Among the entries beneath this sentence, how many lines include the word "Mines"? Only the number is wanted.

## Supplied records
- - -
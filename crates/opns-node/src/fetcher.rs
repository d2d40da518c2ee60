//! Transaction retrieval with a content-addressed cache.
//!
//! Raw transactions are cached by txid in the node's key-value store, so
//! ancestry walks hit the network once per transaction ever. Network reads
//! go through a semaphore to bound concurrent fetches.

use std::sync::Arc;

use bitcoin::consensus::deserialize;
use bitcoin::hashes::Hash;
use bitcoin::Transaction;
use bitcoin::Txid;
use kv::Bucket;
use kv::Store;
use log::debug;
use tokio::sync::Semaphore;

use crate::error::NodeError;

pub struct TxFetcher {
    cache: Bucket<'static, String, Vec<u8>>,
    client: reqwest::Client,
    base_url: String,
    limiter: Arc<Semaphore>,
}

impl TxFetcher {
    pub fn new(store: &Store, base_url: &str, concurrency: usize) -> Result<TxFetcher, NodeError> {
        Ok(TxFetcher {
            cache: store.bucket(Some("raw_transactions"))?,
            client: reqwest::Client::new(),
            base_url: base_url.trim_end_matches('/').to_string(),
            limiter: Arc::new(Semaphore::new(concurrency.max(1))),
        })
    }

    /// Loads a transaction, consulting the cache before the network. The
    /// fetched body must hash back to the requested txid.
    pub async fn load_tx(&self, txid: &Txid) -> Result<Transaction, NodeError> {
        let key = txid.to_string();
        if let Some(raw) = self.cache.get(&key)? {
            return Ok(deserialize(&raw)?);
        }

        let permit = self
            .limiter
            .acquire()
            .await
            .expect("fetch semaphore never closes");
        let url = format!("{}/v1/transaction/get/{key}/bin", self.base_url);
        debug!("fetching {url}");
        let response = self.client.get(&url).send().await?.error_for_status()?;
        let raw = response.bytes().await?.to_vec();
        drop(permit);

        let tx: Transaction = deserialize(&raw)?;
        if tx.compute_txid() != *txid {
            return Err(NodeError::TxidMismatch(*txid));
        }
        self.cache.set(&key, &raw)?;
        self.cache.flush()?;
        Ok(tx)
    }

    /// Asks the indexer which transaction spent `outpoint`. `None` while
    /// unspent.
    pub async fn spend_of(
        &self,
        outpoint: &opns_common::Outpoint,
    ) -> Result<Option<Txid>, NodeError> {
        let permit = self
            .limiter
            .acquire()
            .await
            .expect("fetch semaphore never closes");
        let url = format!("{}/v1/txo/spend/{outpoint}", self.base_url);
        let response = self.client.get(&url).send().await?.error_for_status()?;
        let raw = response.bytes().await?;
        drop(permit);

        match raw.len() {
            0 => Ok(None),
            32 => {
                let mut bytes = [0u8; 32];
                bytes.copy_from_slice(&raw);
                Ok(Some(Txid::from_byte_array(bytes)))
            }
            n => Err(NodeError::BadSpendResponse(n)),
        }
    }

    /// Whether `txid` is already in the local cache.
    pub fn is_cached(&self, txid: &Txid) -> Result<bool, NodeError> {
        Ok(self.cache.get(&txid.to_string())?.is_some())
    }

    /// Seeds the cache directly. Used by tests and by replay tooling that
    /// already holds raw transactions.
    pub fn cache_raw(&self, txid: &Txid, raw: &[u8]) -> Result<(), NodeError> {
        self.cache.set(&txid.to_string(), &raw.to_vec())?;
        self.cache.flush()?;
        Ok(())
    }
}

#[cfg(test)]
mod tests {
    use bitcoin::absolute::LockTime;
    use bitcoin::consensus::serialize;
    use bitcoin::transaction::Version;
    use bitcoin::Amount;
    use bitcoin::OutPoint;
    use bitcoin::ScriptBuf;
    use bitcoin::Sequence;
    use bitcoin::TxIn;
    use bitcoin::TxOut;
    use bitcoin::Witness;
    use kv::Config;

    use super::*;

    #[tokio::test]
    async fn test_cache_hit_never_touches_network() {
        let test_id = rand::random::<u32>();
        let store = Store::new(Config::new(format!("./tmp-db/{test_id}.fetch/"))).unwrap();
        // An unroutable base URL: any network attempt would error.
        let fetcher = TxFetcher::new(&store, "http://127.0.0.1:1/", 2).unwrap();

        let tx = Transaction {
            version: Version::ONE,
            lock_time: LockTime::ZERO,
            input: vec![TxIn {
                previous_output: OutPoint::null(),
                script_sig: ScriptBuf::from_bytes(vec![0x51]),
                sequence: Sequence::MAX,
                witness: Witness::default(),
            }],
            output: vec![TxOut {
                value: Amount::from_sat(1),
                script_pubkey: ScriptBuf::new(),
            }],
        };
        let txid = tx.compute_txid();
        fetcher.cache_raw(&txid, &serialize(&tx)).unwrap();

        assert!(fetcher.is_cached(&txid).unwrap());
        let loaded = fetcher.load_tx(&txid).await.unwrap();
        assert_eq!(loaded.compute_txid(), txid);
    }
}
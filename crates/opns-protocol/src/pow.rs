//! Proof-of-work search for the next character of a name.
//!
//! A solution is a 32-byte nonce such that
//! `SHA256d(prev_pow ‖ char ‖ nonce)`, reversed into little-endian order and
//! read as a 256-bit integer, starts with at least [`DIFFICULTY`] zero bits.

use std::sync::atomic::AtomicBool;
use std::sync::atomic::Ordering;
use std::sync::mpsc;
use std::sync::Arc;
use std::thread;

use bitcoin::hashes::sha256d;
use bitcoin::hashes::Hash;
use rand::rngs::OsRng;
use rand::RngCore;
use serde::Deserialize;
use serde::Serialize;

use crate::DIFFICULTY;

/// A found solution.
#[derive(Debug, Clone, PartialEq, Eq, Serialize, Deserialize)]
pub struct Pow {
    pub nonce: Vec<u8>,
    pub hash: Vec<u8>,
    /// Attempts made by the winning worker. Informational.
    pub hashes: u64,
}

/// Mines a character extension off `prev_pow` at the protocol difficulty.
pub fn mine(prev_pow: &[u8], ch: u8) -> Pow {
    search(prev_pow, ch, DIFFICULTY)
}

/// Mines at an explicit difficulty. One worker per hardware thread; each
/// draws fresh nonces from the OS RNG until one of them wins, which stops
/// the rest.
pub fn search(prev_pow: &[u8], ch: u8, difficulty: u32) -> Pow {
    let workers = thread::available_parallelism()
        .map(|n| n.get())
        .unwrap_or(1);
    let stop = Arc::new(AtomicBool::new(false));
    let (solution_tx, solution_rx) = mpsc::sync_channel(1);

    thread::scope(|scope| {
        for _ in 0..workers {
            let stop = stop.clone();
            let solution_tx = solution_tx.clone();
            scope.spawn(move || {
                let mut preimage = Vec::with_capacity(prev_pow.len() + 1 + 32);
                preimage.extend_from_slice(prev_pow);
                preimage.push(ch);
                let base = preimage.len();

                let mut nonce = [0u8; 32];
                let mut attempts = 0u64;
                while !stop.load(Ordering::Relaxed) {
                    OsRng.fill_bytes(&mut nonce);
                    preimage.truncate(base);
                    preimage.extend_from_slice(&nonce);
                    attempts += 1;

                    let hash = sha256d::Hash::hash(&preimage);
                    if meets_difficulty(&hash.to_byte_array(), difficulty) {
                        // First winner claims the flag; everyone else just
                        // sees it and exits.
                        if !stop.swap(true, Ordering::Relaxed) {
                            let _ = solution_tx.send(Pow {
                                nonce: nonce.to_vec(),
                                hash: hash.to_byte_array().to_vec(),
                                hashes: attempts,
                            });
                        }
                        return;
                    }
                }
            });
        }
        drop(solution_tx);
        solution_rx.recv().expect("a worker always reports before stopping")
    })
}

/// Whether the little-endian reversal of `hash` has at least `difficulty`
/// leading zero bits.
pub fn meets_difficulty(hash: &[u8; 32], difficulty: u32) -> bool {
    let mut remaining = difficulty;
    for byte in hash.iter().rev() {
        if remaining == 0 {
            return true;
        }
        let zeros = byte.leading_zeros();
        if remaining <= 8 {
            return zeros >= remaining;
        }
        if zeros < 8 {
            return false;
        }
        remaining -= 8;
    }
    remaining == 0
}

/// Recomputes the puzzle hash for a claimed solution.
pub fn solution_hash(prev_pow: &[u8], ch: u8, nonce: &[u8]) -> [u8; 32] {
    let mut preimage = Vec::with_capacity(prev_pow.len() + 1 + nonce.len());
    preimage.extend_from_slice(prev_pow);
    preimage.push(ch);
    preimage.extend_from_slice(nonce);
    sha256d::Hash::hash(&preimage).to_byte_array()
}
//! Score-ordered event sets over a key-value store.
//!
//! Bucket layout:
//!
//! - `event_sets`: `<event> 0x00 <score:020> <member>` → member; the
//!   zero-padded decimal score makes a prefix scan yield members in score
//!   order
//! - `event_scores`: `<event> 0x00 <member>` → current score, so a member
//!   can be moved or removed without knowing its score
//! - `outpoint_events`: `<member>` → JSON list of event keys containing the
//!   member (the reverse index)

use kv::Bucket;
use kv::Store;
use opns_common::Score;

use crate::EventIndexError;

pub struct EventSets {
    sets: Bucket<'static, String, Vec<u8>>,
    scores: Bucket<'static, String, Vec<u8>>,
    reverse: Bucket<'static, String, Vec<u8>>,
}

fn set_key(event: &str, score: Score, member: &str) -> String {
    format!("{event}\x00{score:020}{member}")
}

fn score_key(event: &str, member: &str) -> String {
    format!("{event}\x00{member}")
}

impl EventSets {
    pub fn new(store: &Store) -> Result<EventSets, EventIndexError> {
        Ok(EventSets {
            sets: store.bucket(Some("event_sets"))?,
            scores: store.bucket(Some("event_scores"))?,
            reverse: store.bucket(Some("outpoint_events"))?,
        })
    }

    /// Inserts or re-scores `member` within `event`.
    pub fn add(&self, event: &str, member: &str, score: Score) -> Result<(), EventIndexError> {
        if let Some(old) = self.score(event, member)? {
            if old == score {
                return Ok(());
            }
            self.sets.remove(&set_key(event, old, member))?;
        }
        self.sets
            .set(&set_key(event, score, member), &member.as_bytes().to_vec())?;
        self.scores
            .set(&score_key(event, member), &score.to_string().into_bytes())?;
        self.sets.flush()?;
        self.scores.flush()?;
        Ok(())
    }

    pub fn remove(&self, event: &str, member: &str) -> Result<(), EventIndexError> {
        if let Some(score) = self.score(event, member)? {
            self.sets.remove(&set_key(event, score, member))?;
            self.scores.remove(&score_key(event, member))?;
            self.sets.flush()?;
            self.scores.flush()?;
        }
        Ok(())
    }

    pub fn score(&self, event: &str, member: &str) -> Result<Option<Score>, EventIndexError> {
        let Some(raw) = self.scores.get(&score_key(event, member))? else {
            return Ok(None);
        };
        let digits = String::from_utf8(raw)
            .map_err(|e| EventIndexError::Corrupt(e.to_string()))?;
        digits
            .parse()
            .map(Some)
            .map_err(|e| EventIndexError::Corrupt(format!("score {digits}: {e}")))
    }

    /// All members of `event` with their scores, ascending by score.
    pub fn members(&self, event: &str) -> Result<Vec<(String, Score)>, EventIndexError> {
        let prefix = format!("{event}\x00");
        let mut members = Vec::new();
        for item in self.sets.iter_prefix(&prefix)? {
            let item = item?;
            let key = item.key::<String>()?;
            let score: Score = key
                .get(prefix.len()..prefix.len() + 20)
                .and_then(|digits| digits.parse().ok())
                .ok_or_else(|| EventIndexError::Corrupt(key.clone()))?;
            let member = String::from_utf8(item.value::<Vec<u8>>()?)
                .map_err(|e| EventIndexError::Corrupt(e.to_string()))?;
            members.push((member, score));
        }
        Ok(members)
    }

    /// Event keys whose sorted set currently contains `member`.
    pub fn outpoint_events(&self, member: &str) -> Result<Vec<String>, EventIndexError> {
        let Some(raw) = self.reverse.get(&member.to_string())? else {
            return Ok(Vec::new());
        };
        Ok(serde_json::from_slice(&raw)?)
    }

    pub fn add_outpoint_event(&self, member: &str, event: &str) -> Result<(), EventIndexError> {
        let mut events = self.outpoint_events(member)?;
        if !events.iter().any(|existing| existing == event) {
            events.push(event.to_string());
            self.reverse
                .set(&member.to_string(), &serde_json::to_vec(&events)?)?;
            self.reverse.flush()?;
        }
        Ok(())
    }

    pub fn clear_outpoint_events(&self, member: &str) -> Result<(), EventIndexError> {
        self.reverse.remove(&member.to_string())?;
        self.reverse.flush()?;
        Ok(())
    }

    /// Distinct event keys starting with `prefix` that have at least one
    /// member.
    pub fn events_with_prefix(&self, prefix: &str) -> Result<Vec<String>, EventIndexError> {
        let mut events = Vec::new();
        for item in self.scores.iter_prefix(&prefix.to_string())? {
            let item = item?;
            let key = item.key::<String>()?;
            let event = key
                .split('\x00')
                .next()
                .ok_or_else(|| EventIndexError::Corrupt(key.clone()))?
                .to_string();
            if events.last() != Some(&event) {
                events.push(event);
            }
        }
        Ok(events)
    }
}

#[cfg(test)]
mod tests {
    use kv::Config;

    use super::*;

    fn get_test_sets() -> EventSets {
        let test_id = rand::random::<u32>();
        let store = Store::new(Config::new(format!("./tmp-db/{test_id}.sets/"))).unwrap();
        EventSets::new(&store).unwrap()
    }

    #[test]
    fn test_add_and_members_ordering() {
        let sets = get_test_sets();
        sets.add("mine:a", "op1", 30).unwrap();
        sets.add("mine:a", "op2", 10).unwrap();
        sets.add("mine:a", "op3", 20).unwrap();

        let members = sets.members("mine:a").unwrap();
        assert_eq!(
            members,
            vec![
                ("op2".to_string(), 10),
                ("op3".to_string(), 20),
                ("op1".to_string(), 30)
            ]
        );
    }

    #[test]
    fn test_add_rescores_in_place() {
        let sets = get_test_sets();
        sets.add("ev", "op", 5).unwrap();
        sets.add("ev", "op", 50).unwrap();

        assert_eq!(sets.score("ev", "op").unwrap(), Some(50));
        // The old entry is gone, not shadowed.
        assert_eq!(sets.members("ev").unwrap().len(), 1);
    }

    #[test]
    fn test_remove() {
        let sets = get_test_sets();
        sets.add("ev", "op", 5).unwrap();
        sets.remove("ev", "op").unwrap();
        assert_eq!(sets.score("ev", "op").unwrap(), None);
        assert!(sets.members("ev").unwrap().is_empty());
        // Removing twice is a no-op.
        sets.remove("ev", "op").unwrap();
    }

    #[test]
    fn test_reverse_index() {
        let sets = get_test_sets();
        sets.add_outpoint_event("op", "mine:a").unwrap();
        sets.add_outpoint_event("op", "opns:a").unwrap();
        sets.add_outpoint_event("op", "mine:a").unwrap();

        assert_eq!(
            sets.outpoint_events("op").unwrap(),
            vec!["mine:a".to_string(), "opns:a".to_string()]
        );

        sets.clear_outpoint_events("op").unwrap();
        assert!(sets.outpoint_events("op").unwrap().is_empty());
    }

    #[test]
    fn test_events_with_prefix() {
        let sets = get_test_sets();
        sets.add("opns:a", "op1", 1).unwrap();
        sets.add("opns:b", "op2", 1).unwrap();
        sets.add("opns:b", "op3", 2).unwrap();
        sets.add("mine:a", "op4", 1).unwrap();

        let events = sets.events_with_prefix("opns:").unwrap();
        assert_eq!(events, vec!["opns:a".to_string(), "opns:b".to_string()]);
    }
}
- - -
## Final answer
2